While having dozens of properties that lie empty for large portions of the year is not conducive to community spirit, it is also fuelling a serious housing crisis in France.
Thousands of communes are officially designated as ‘zones tendues’ - ‘tense zones’ experiencing a housing shortage and pricing out of locals.
In these areas, authorities can increase the housing tax on second homes by up to 60 per cent.
In Saint-Tropez, for example, the tax hike on holiday properties raised an estimated €3 million in 2023 which the council say will be used to develop affordable homes for residents.
The regulations have been spurred by mounting local resentment at the growing unaffordability of homes in their own community.

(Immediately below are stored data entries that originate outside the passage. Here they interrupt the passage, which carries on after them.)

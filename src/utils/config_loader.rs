use crate::core::models::{
    BuildConfig, DevServerConfig, Entry, Mode, NamingPolicy, PerformanceBudget, SplitChunksConfig,
};
use crate::core::naming::sanitize_chunk_name;
use crate::utils::{KilnError, Logger, Result};
use serde::{Deserialize, Serialize};
use std::collections::BTreeMap;
use std::path::{Path, PathBuf};

pub const CONFIG_FILENAME: &str = "kiln.config.json";
const DEFAULT_TEMPLATE: &str = "public/index.html";

/// One value of the `entry` map
#[derive(Debug, Clone, PartialEq, Eq, Serialize, Deserialize)]
#[serde(untagged)]
pub enum EntryDescriptor {
    Single(String),
    List(Vec<String>),
    Detailed(DetailedEntry),
}

#[derive(Debug, Clone, PartialEq, Eq, Serialize, Deserialize)]
#[serde(rename_all = "camelCase")]
pub struct DetailedEntry {
    pub import: ImportList,
    #[serde(default, skip_serializing_if = "Option::is_none")]
    pub depend_on: Option<String>,
}

#[derive(Debug, Clone, PartialEq, Eq, Serialize, Deserialize)]
#[serde(untagged)]
pub enum ImportList {
    One(String),
    Many(Vec<String>),
}

impl ImportList {
    fn into_vec(self) -> Vec<String> {
        match self {
            ImportList::One(import) => vec![import],
            ImportList::Many(imports) => imports,
        }
    }
}

impl EntryDescriptor {
    fn into_entry(self, name: &str) -> Entry {
        match self {
            EntryDescriptor::Single(import) => Entry::new(name, vec![import]),
            EntryDescriptor::List(imports) => Entry::new(name, imports),
            EntryDescriptor::Detailed(detailed) => Entry {
                name: name.to_string(),
                imports: detailed.import.into_vec(),
                depend_on: detailed.depend_on,
            },
        }
    }
}

/// Configuration file format (kiln.config.json). Every field is optional.
#[derive(Debug, Clone, Default, Serialize, Deserialize)]
#[serde(rename_all = "camelCase")]
pub struct KilnConfig {
    /// Entry name → descriptor, in declaration order
    #[serde(skip_serializing_if = "Option::is_none")]
    pub entry: Option<serde_json::Map<String, serde_json::Value>>,

    #[serde(skip_serializing_if = "Option::is_none")]
    pub outdir: Option<String>,

    #[serde(skip_serializing_if = "Option::is_none")]
    pub template: Option<String>,

    #[serde(skip_serializing_if = "Option::is_none")]
    pub public_path: Option<String>,

    #[serde(skip_serializing_if = "Option::is_none")]
    pub alias: Option<BTreeMap<String, String>>,

    #[serde(skip_serializing_if = "Option::is_none")]
    pub extensions: Option<Vec<String>>,

    #[serde(skip_serializing_if = "Option::is_none")]
    pub target: Option<String>,

    #[serde(skip_serializing_if = "Option::is_none")]
    pub performance: Option<PerformanceBudget>,

    #[serde(skip_serializing_if = "Option::is_none")]
    pub split_chunks: Option<SplitChunksConfig>,

    #[serde(skip_serializing_if = "Option::is_none")]
    pub naming: Option<NamingPolicy>,

    #[serde(skip_serializing_if = "Option::is_none")]
    pub dev_server: Option<DevServerConfig>,

    #[serde(skip_serializing_if = "Option::is_none")]
    pub banner: Option<String>,

    #[serde(skip_serializing_if = "Option::is_none")]
    pub minify: Option<bool>,

    #[serde(skip_serializing_if = "Option::is_none")]
    pub minify_exclude: Option<Vec<String>>,

    /// Unix seconds
    #[serde(skip_serializing_if = "Option::is_none")]
    pub build_timestamp: Option<i64>,
}

impl KilnConfig {
    pub fn entries(&self) -> Result<Vec<Entry>> {
        let Some(map) = &self.entry else {
            return Ok(Vec::new());
        };
        map.iter()
            .map(|(name, value)| {
                if sanitize_chunk_name(name).as_deref() != Some(name.as_str()) {
                    return Err(KilnError::config(format!(
                        "entry name '{}' is not usable as a file name",
                        name
                    )));
                }
                serde_json::from_value::<EntryDescriptor>(value.clone())
                    .map(|descriptor| descriptor.into_entry(name))
                    .map_err(|e| KilnError::config(format!("invalid entry '{}': {}", name, e)))
            })
            .collect()
    }
}

/// Flags given on the command line; they win over the file
#[derive(Debug, Clone, Default)]
pub struct CliOverrides {
    pub outdir: Option<String>,
    pub minify: Option<bool>,
    pub port: Option<u16>,
}

/// Config loader that supports config files with CLI override
pub struct ConfigLoader;

impl ConfigLoader {
    /// Load kiln.config.json from the project root if present
    pub fn load_from_file(root: &Path) -> Result<Option<KilnConfig>> {
        let config_path = root.join(CONFIG_FILENAME);

        if !config_path.exists() {
            Logger::debug(&format!("No {} found, using defaults", CONFIG_FILENAME));
            return Ok(None);
        }

        Logger::debug(&format!("Loading config from {}", config_path.display()));
        let content = std::fs::read_to_string(&config_path)?;
        let config: KilnConfig = serde_json::from_str(&content)
            .map_err(|e| KilnError::config(format!("Failed to parse {}: {}", CONFIG_FILENAME, e)))?;

        Ok(Some(config))
    }

    /// Merge file config with CLI arguments (CLI > file > defaults)
    pub fn merge_with_cli(
        file_config: Option<KilnConfig>,
        root: PathBuf,
        mode: Mode,
        overrides: &CliOverrides,
    ) -> Result<BuildConfig> {
        let file = file_config.unwrap_or_default();
        let defaults = BuildConfig::default();

        let entries = file.entries()?;
        if entries.is_empty() {
            return Err(KilnError::config(format!(
                "no entries configured; add an \"entry\" map to {}",
                CONFIG_FILENAME
            )));
        }

        let mut dev_server = file.dev_server.unwrap_or_default();
        if let Some(port) = overrides.port {
            dev_server.port = port;
        }

        let outdir = overrides
            .outdir
            .clone()
            .or(file.outdir)
            .map(PathBuf::from)
            .unwrap_or(defaults.outdir);

        Ok(BuildConfig {
            root,
            outdir,
            mode,
            entries,
            template: Some(PathBuf::from(file.template.as_deref().unwrap_or(DEFAULT_TEMPLATE))),
            public_path: file.public_path.unwrap_or(defaults.public_path),
            alias: file.alias.unwrap_or(defaults.alias),
            extensions: file.extensions.unwrap_or(defaults.extensions),
            target: file.target.unwrap_or(defaults.target),
            performance: file.performance.unwrap_or(defaults.performance),
            split_chunks: file.split_chunks.unwrap_or(defaults.split_chunks),
            naming: file.naming.unwrap_or(defaults.naming),
            dev_server,
            banner: file.banner.unwrap_or(defaults.banner),
            minify: overrides.minify.or(file.minify).unwrap_or(defaults.minify),
            minify_exclude: file.minify_exclude.unwrap_or(defaults.minify_exclude),
            build_timestamp: file.build_timestamp,
        })
    }

    /// Load the file under `root` and merge it with the command line
    pub fn load(root: &Path, mode: Mode, overrides: &CliOverrides) -> Result<BuildConfig> {
        let file = Self::load_from_file(root)?;
        Self::merge_with_cli(file, root.to_path_buf(), mode, overrides)
    }
}
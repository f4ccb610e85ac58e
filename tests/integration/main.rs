// Integration tests: fixture projects written into temp directories and built end to end

mod build_tests;
mod chunking_tests;
mod dev_tests;
mod support;
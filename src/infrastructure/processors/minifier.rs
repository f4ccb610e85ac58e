use crate::core::models::{Artifact, ArtifactKind};
use crate::utils::{KilnError, Logger, Result};
use lightningcss::printer::PrinterOptions;
use lightningcss::stylesheet::{MinifyOptions, ParserOptions, StyleSheet};
use oxc_allocator::Allocator;
use oxc_codegen::{Codegen, CodegenOptions};
use oxc_minifier::{CompressOptions, MangleOptions, Minifier, MinifierOptions};
use oxc_parser::Parser;
use oxc_span::SourceType;
use rayon::prelude::*;

/// JavaScript minification using oxc
pub struct OxcMinifier {
    options: MinifierOptions,
}

impl OxcMinifier {
    pub fn new() -> Self {
        Self {
            options: MinifierOptions {
                mangle: Some(MangleOptions::default()),
                compress: Some(CompressOptions::default()),
            },
        }
    }

    /// Minify a script; comments are dropped
    pub fn minify(&self, source_code: &str, filename: &str) -> Result<String> {
        let allocator = Allocator::default();
        let parsed = Parser::new(&allocator, source_code, SourceType::cjs()).parse();

        if !parsed.errors.is_empty() {
            let errors: Vec<String> = parsed
                .errors
                .iter()
                .map(|e| format!("Parse error: {}", e))
                .collect();
            return Err(KilnError::optimization(filename, errors.join("\n")));
        }

        let mut program = parsed.program;
        let minified = Minifier::new(self.options.clone()).minify(&allocator, &mut program);

        let code = Codegen::new()
            .with_options(CodegenOptions::minify())
            .with_scoping(minified.scoping)
            .build(&program)
            .code;
        Ok(code)
    }
}

impl Default for OxcMinifier {
    fn default() -> Self {
        Self::new()
    }
}

/// Stylesheet minification using lightningcss; all comments go
pub fn minify_css(source: &str, filename: &str) -> Result<String> {
    let mut stylesheet = StyleSheet::parse(source, ParserOptions::default())
        .map_err(|e| KilnError::optimization(filename, e.to_string()))?;
    stylesheet
        .minify(MinifyOptions::default())
        .map_err(|e| KilnError::optimization(filename, e.to_string()))?;
    stylesheet.license_comments.clear();

    let printed = stylesheet
        .to_css(PrinterOptions {
            minify: true,
            ..PrinterOptions::default()
        })
        .map_err(|e| KilnError::optimization(filename, e.to_string()))?;
    Ok(printed.code)
}

/// Production optimization over named artifacts. Filenames are never recomputed.
pub struct ArtifactOptimizer {
    minifier: OxcMinifier,
    banner: String,
    exclude: Vec<String>,
    threads: usize,
}

impl ArtifactOptimizer {
    pub fn new(banner: String, exclude: Vec<String>) -> Self {
        Self {
            minifier: OxcMinifier::new(),
            banner,
            exclude,
            threads: num_cpus::get(),
        }
    }

    pub fn is_excluded(&self, filename: &str) -> bool {
        self.exclude.iter().any(|pattern| filename.contains(pattern.as_str()))
    }

    fn optimize_one(&self, artifact: &mut Artifact) -> Result<()> {
        if self.is_excluded(&artifact.filename) {
            Logger::debug(&format!("Skipping minification of {}", artifact.filename));
            return Ok(());
        }

        let content = match artifact.kind {
            ArtifactKind::Asset => return Ok(()),
            ArtifactKind::Script => {
                let source = String::from_utf8_lossy(&artifact.content);
                let minified = self.minifier.minify(&source, &artifact.filename)?;
                format!("{}\n{}", self.banner, minified)
            }
            ArtifactKind::Style => {
                let source = String::from_utf8_lossy(&artifact.content);
                minify_css(&source, &artifact.filename)?
            }
        };

        artifact.content = content.into_bytes();
        Ok(())
    }

    /// Minify every artifact in parallel; the first failure (in artifact order) wins
    pub fn optimize(&self, artifacts: &mut [Artifact]) -> Result<()> {
        let _timer = crate::utils::Timer::start("Optimizing artifacts");

        let pool = rayon::ThreadPoolBuilder::new()
            .num_threads(self.threads)
            .build()
            .map_err(|e| KilnError::optimization("thread pool", e.to_string()))?;

        let results: Vec<Result<()>> = pool.install(|| {
            artifacts
                .par_iter_mut()
                .map(|artifact| self.optimize_one(artifact))
                .collect()
        });

        results.into_iter().collect()
    }
}

#[cfg(test)]
mod tests {
    use super::*;
    use crate::core::models::NamingTier;

    fn artifact(filename: &str, kind: ArtifactKind, content: &str) -> Artifact {
        Artifact {
            filename: filename.to_string(),
            chunk: None,
            kind,
            tier: NamingTier::Named,
            content: content.as_bytes().to_vec(),
            digest: "00000000".to_string(),
            modules: Vec::new(),
        }
    }

    #[test]
    fn test_minified_script_starts_with_banner() {
        let optimizer = ArtifactOptimizer::new("/* Build Date :: 1/1/2024 */".into(), vec![]);
        let mut artifacts = vec![artifact(
            "app.js",
            ArtifactKind::Script,
            "// comment\nfunction add(first, second) {\n  return first + second;\n}\nwindow.add = add;\n",
        )];
        optimizer.optimize(&mut artifacts).unwrap();

        let code = String::from_utf8(artifacts[0].content.clone()).unwrap();
        assert!(code.starts_with("/* Build Date :: 1/1/2024 */\n"));
        assert!(!code.contains("// comment"));
        assert!(!code.contains("second"));
    }

    #[test]
    fn test_css_comments_removed() {
        let mut artifacts = vec![artifact(
            "app.css",
            ArtifactKind::Style,
            "/*! license */\n.a {\n  color: red;\n}\n/* note */\n",
        )];
        ArtifactOptimizer::new(String::new(), vec![])
            .optimize(&mut artifacts)
            .unwrap();
        let css = String::from_utf8(artifacts[0].content.clone()).unwrap();
        assert!(!css.contains("license"));
        assert!(!css.contains("note"));
        assert!(css.contains(".a{color:red}"));
    }

    #[test]
    fn test_excluded_artifacts_are_untouched() {
        let source = "var config = { apiUrl: \"https://example.com\" };\n";
        let mut artifacts = vec![artifact("config/settings.js", ArtifactKind::Script, source)];
        ArtifactOptimizer::new("/* banner */".into(), vec!["config/".into()])
            .optimize(&mut artifacts)
            .unwrap();
        assert_eq!(artifacts[0].content, source.as_bytes());
    }

    #[test]
    fn test_parse_failure_is_optimization_error() {
        let mut artifacts = vec![artifact("app.js", ArtifactKind::Script, "function (")];
        let err = ArtifactOptimizer::new(String::new(), vec![])
            .optimize(&mut artifacts)
            .unwrap_err();
        assert!(matches!(err, KilnError::Optimization { .. }));
    }
}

Like in Gérardmer, frustration has sparked vandalism in the Brittany département. In 2022, two properties in Morbihan were graffitied with the messages “Finis les riches” (No more rich people) and “La BZH aux BZH” (Brittany for the Bretons).
Throughout Brittany and Corsica, second homes - which make up as many as one in three properties - have increasingly become targets for arsonists, French media has reported.
Recently, regional authorities in the two areas proposed plans to limit the purchasing of properties to those intending to live in them permanently.
In the UK, tensions have flared in Cornwall as local residents face a similar housing crisis.
In 2022, graffiti slogans appeared on a number of properties. “Second home owners give something back: Rent or sell your empty houses to local people at a fair price,” was written on a holiday home in St Agnes.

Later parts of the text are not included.